— How to complete this task —
Every line containing "horizontal" should be identified and copied from the data below.

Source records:

------

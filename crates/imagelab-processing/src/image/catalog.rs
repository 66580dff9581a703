//! Client-facing description of the available operations.

use crate::image::params::{ParamKind, ParamSpec};
use crate::image::registry::OPERATIONS;
use serde::Serialize;
use serde_json::Value;
use std::collections::BTreeMap;

#[derive(Debug, Clone, Serialize)]
pub struct ParamSchema {
    #[serde(rename = "type")]
    pub kind: ParamKind,
    pub default: Value,
    #[serde(skip_serializing_if = "Option::is_none")]
    pub min: Option<f64>,
    #[serde(skip_serializing_if = "Option::is_none")]
    pub max: Option<f64>,
    #[serde(skip_serializing_if = "Option::is_none")]
    pub step: Option<f64>,
    #[serde(skip_serializing_if = "Option::is_none")]
    pub options: Option<Vec<&'static str>>,
}

impl From<&ParamSpec> for ParamSchema {
    fn from(spec: &ParamSpec) -> Self {
        Self {
            kind: spec.kind(),
            default: spec.default_json(),
            min: spec.min,
            max: spec.max,
            step: spec.step,
            options: (!spec.options.is_empty()).then(|| spec.options.to_vec()),
        }
    }
}

#[derive(Debug, Clone, Serialize)]
pub struct OperationInfo {
    pub name: &'static str,
    pub description: &'static str,
    pub parameters: BTreeMap<&'static str, ParamSchema>,
}

/// Every registered operation keyed by its identifier. `name` carries the display name.
pub fn list_operations() -> BTreeMap<&'static str, OperationInfo> {
    OPERATIONS
        .iter()
        .map(|op| {
            let info = OperationInfo {
                name: op.display_name,
                description: op.description,
                parameters: op
                    .params
                    .iter()
                    .map(|spec| (spec.name, ParamSchema::from(spec)))
                    .collect(),
            };
            (op.name, info)
        })
        .collect()
}

#[cfg(test)]
mod tests {
    use super::*;
    use serde_json::json;

    #[test]
    fn test_catalog_lists_every_registered_operation() {
        let catalog = list_operations();
        assert_eq!(catalog.len(), OPERATIONS.len());
        for op in OPERATIONS {
            assert!(catalog.contains_key(op.name));
        }
    }

    #[test]
    fn test_blur_schema() {
        let catalog = list_operations();
        let schema = serde_json::to_value(&catalog["blur_gaussian"].parameters["kernel_size"]).unwrap();
        assert_eq!(
            schema,
            json!({"type": "int", "default": 5, "min": 3.0, "max": 31.0, "step": 2.0})
        );
    }

    #[test]
    fn test_select_schema_lists_options() {
        let catalog = list_operations();
        let schema = serde_json::to_value(&catalog["flip"].parameters["direction"]).unwrap();
        assert_eq!(schema["type"], "select");
        assert_eq!(schema["default"], "horizontal");
        assert_eq!(schema["options"], json!(["horizontal", "vertical", "both"]));
        assert!(schema.get("min").is_none());
    }

    #[test]
    fn test_parameterless_operation_has_empty_map() {
        let catalog = list_operations();
        assert_eq!(catalog["grayscale"].name, "Grayscale");
        assert!(catalog["grayscale"].parameters.is_empty());
    }
}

------

— Answer for this exercise —
        assert_eq!(schema["default"], "horizontal");
        assert_eq!(schema["options"], json!(["horizontal", "vertical", "both"]));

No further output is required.